Computers store data on Hard Drives or HDDs and the more space the better. Unfortunately, performance is expensive. Traditional HDDs tend to be slower but have a better price per gigabyte. Users interested in photo and video editing, gamers and hardcore coders might want to get an Solid State Drive or SSD for faster loading times. They do not improve the visual performance of games but the can reduce the loading times to 25%. Video and photo editors will notice the same kind of performance boost. Regular users that focus only on browsing and office applications should go for a HDD as it is much cheaper.

The Video Card

Unless the system is designed for a gamer or 3D graphic artist, the onboard Video Card or Graphics Card that is embedded in the CPU is enough. No money needs to be invested in this component. The ones that do want performance to play games should invest some money into one.

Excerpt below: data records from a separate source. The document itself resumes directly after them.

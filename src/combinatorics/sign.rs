#[derive(Debug, Clone, Copy, Default, PartialEq, Eq, Hash)]
pub enum Sign {
  #[default]
  Pos = 1,
  Neg = -1,
}

impl Sign {
  /// `None` for zero and NaN.
  pub fn try_from_f64(f: f64) -> Option<Self> {
    if f > 0.0 {
      Some(Self::Pos)
    } else if f < 0.0 {
      Some(Self::Neg)
    } else {
      None
    }
  }
  pub fn from_bool(b: bool) -> Self {
    match b {
      true => Self::Pos,
      false => Self::Neg,
    }
  }

  /// Even permutations preserve the orientation,
  /// odd permutations invert it.
  pub fn from_parity(n: usize) -> Self {
    match n % 2 {
      0 => Self::Pos,
      _ => Self::Neg,
    }
  }

  pub fn other(self) -> Self {
    match self {
      Sign::Pos => Sign::Neg,
      Sign::Neg => Sign::Pos,
    }
  }

  pub fn as_i32(self) -> i32 {
    self as i32
  }
  pub fn as_f64(self) -> f64 {
    self as i32 as f64
  }

  pub fn is_pos(self) -> bool {
    self == Self::Pos
  }
  pub fn is_neg(self) -> bool {
    self == Self::Neg
  }
}
impl std::ops::Neg for Sign {
  type Output = Self;

  fn neg(self) -> Self::Output {
    self.other()
  }
}
impl std::ops::Mul for Sign {
  type Output = Self;

  fn mul(self, other: Self) -> Self::Output {
    Self::from_bool(self == other)
  }
}
impl std::ops::MulAssign for Sign {
  fn mul_assign(&mut self, other: Self) {
    *self = *self * other;
  }
}
impl From<Sign> for char {
  fn from(o: Sign) -> Self {
    match o {
      Sign::Pos => '+',
      Sign::Neg => '-',
    }
  }
}
impl std::fmt::Display for Sign {
  fn fmt(&self, fmt: &mut std::fmt::Formatter) -> Result<(), std::fmt::Error> {
    write!(fmt, "{}", char::from(*self))
  }
}

/// Sorts `a` in place and returns the number of adjacent swaps.
pub fn sort_count_swaps<T: Ord>(a: &mut [T]) -> usize {
  let mut nswaps = 0;

  let mut n = a.len();
  let mut swapped = n > 0;
  while swapped {
    swapped = false;
    for i in 1..n {
      if a[i - 1] > a[i] {
        a.swap(i - 1, i);
        swapped = true;
        nswaps += 1;
      }
    }
    n -= 1;
  }
  nswaps
}

/// Sorts `a` in place and returns the sign of the sorting permutation.
pub fn sort_signed<T: Ord>(a: &mut [T]) -> Sign {
  Sign::from_parity(sort_count_swaps(a))
}
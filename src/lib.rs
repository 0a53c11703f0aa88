//! Geometric and topological kernel for discontinuous Galerkin finite elements.
//!
//! Reference shapes with their sub-entities and symmetries, mappings from
//! reference to physical space, element and face geometry with normals and
//! orientation resolution, and the face-local degree of freedom layout.

extern crate nalgebra as na;

pub mod combinatorics;
pub mod config;
pub mod dof;
pub mod error;
pub mod face_matrix;
pub mod geometry;
pub mod jacobian;
pub mod linalg;
pub mod mapping;
pub mod shape;

pub use error::{GeometryError, Result};

pub type Dim = usize;
pub type Codim = usize;

/// Global node number.
pub type NodeIdx = usize;
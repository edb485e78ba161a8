//! # docx-batch2md
//!
//! Batch-convert DOCX documents to clean Markdown with pandoc.
//!
//! ## Why this crate?
//!
//! pandoc reads DOCX very well, but the Markdown it writes depends on the
//! writer and extensions you ask for, and which extension names are accepted
//! depends on the installed pandoc version. Ask for too much and pandoc
//! refuses; ask for too little and the output is littered with `:::` fenced
//! divs, `{.underline}` attribute groups and raw `<span>` tags. This crate
//! tries a descending list of writers until one is accepted, then scrubs the
//! residue with a deterministic normalization pass.
//!
//! ## Pipeline Overview
//!
//! ```text
//! input dir
//!  │
//!  ├─ 1. Probe    `pandoc --version` once; missing tool aborts the run
//!  ├─ 2. Discover recursive walk, skip set + `~$` lock files excluded
//!  ├─ 3. Layout   <out>/P.md and <out>/P_media/ per document
//!  ├─ 4. Driver   try candidate writers in order, first success wins
//!  ├─ 5. Clean    normalization rules, rewrite the .md in place
//!  └─ 6. Log      append-only _convert_log.txt + per-run report
//! ```
//!
//! ## Quick Start
//!
//! ```rust,no_run
//! use docx_batch2md::{convert_dir, ConversionConfig};
//!
//! fn main() -> Result<(), Box<dyn std::error::Error>> {
//!     let config = ConversionConfig::default();
//!     let report = convert_dir("docs", None, &config)?;
//!     println!("ok={} fail={}", report.succeeded, report.failed);
//!     Ok(())
//! }
//! ```
//!
//! ## Feature Flags
//!
//! | Feature | Default | Description |
//! |---------|---------|-------------|
//! | `cli`   | on      | Enables the `docx2md` binary (clap + anyhow + indicatif + tracing-subscriber) |

// ── Modules ──────────────────────────────────────────────────────────────

pub mod batch;
pub mod config;
pub mod error;
pub mod output;
pub mod pipeline;
pub mod progress;
pub mod runlog;

// ── Re-exports ───────────────────────────────────────────────────────────

pub use batch::{convert_dir, convert_dir_with, convert_document};
pub use config::{ConversionConfig, ConversionConfigBuilder, FormatCandidates};
pub use error::Docx2MdError;
pub use output::{BatchReport, ConversionAttempt, ConversionOutcome, DocumentReport, DocumentStatus};
pub use pipeline::converter::{ConversionJob, ExternalConverter, PandocConverter, ToolOutput};
pub use pipeline::driver::convert_with_fallback;
pub use pipeline::normalize::clean_markdown;
pub use progress::{ConversionProgressCallback, NoopProgressCallback, ProgressCallback};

The RAM (Random Access Memory)

The only applications that can consume a lot of RAM are games and video/photo editing software. Everything else can work just fine with a single board of 4 GB(gigabytes). From a performance perspective, quantity matters. At least 8 GB are recommended for resource hungry games and programs. Brands are not important and compatibility is not an issue for this computer part.

The CPU Cooler

When purchasing a CPU, a cooler would be required to make sure that it does not overheat. Most vendors offer Box versions of processors that contain a cooler but for overclockers and gamers, an aftermarket cooling solution is highly recommended. For extreme performance tweaks and system stability, liquid cooling is the best option out there. The liquid user is completely safe and even if it is spilled on the components it will not damage them.

The Case

Computer cases have no restrictions or compatibility issues. It is all up to the user which case he likes and affords. Internal space might be a selection criteria for some. The bigger the case the more space the user will have for cable management and additional coolers. Users that want something fancy might want to check the ones that have a side window which makes it possible to see inside even when it is closed.

The Power Supply

The Power Supply or the PSU is the most disregarded component. It plays an important role and getting a cheap one can cause the system to be unstable. Users with no aspirations for high performance, multiple hard drives, two or more video cards and additional case coolers should get a 500 Watt PSU. For gaming systems, at least 600 Watts is required to avoid sudden computer power downs at high load.

The Sound Card

Even if it is not a vital component as all motherboards have a sound card embedded by default, some users might want to get a dedicated sound card for a better fidelity. The audio quality difference is notable but sometimes it is not worth spending the money.

Additional Accessories And Tuning

Just like a car, computers can be tuned and customized with various parts such as additional case fans with leds, RAM coolers, HDD coolers, aftermarket cooling solutions, dedicated sound card and so on.